Advisors and brokers
It is imperative for an insurer to build strong relationships with advisors by fostering open communication and amplifying trust. This does not mean inundating advisors with questions; rather, it means proactively ensuring they understand the requirements and the advantages good data will bring to the quote process. If responses are not provided or tend to be defensive in nature, this can signal a red flag. Patterns to look for include:
Sporadic relationship
When advisors rarely send quotes to an insurer or send only low-quality opportunities, it can signal that other insurers have declined to quote the unfavorable groups or that the advisor is compiling competitive rate information to negotiate with a group’s current insurer.
Subpar information
An area of concern can be the presence of frequent errors or omissions.
Incomplete specifications
Having to repeatedly request information that should automatically be provided by the advisor is a red flag.
Changing information
When information provided in the RFP is frequently modified it can signal an issue.
New information after sale
Altering information at the time of sale can trigger a red flag because, at that point, the insurer may be more agreeable to secure the sale or to support the advisor if they made an error during the RFP.
Repeated occurrences from the same advisor likely suggest it is time to discuss expectations around the process and the data required during an RFP so that the insurer can provide a complete, competitive quote.
Conclusion
It is important to weigh the pros and cons of requesting additional information, which can vary based on the group size.
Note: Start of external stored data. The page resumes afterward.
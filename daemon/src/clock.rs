/// Simulated time for the dashboard's fake transitions.
///
/// Nothing in the core reads the wall clock. A [`Scheduler`] owns a
/// [`SimClock`] and a queue of pending items; time only moves when the host
/// advances it (the daemon's tick in production, explicit steps in tests).
/// Scheduled items are fire-and-forget: there is no cancellation.
use std::cmp::Ordering;
use std::collections::BinaryHeap;
use std::time::Duration;

use chrono::{DateTime, Utc};

/// Monotonic simulated clock anchored to a wall-clock epoch.
#[derive(Debug, Clone)]
pub struct SimClock {
    epoch: DateTime<Utc>,
    elapsed: Duration,
}

impl SimClock {
    pub fn new(epoch: DateTime<Utc>) -> Self {
        Self {
            epoch,
            elapsed: Duration::ZERO,
        }
    }

    /// A clock whose epoch is the current wall-clock time.
    pub fn starting_now() -> Self {
        Self::new(Utc::now())
    }

    /// Simulated time since the epoch.
    pub fn elapsed(&self) -> Duration {
        self.elapsed
    }

    /// Wall-clock timestamp corresponding to the current simulated instant.
    pub fn now(&self) -> DateTime<Utc> {
        self.epoch + chrono::Duration::milliseconds(self.elapsed.as_millis() as i64)
    }

    fn set_elapsed(&mut self, elapsed: Duration) {
        // Never run backwards.
        self.elapsed = self.elapsed.max(elapsed);
    }
}

struct Pending<T> {
    due: Duration,
    seq: u64,
    item: T,
}

impl<T> PartialEq for Pending<T> {
    fn eq(&self, other: &Self) -> bool {
        self.due == other.due && self.seq == other.seq
    }
}

impl<T> Eq for Pending<T> {}

impl<T> PartialOrd for Pending<T> {
    fn partial_cmp(&self, other: &Self) -> Option<Ordering> {
        Some(self.cmp(other))
    }
}

impl<T> Ord for Pending<T> {
    /// Reversed so the max-heap pops the earliest due item first; ties break
    /// on scheduling order.
    fn cmp(&self, other: &Self) -> Ordering {
        other
            .due
            .cmp(&self.due)
            .then_with(|| other.seq.cmp(&self.seq))
    }
}

/// Delayed-item queue driven by a [`SimClock`].
pub struct Scheduler<T> {
    clock: SimClock,
    queue: BinaryHeap<Pending<T>>,
    next_seq: u64,
}

impl<T> Scheduler<T> {
    pub fn new(clock: SimClock) -> Self {
        Self {
            clock,
            queue: BinaryHeap::new(),
            next_seq: 0,
        }
    }

    pub fn clock(&self) -> &SimClock {
        &self.clock
    }

    /// Queues `item` to become due `delay` after the current simulated instant.
    pub fn schedule(&mut self, delay: Duration, item: T) {
        let due = self.clock.elapsed() + delay;
        self.queue.push(Pending {
            due,
            seq: self.next_seq,
            item,
        });
        self.next_seq += 1;
    }

    /// Pops the earliest item due at or before `deadline`, moving the clock to
    /// that item's due time. Returns `None` once nothing else is due.
    ///
    /// Callers drain this in a loop and then call [`Scheduler::settle`] so
    /// that each item observes the clock at its own due instant.
    pub fn pop_due(&mut self, deadline: Duration) -> Option<T> {
        if self.queue.peek()?.due > deadline {
            return None;
        }
        let pending = self.queue.pop()?;
        self.clock.set_elapsed(pending.due);
        Some(pending.item)
    }

    /// Moves the clock to `deadline` once every due item has been drained.
    pub fn settle(&mut self, deadline: Duration) {
        self.clock.set_elapsed(deadline);
    }

    /// Deadline `by` past the current simulated instant.
    pub fn deadline_after(&self, by: Duration) -> Duration {
        self.clock.elapsed() + by
    }

    pub fn pending(&self) -> usize {
        self.queue.len()
    }

    pub fn is_idle(&self) -> bool {
        self.queue.is_empty()
    }
}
Following best practices can help insurers recognize and proactively address red flags.
- Identify. A thorough review of the information provided in an RFP will enable better recognition of red flags.
- Request and review. There should be no hesitation to request missing/additional information or to seek clarification when the information is important to risk assessment and could impact pricing.
- Set appropriate expectations. Advisors are more apt to provide an accurate RFP when they understand the advantages of including more detail.
- Check-in. Periodically reviewing requirements with advisors can ensure an understanding of the information must-haves vs. nice-to-haves.
Red flags are a reality in the RFP process. By recognizing and addressing these potential issues, underwriters can make sound decisions, safeguard their organization, and ensure long-term success.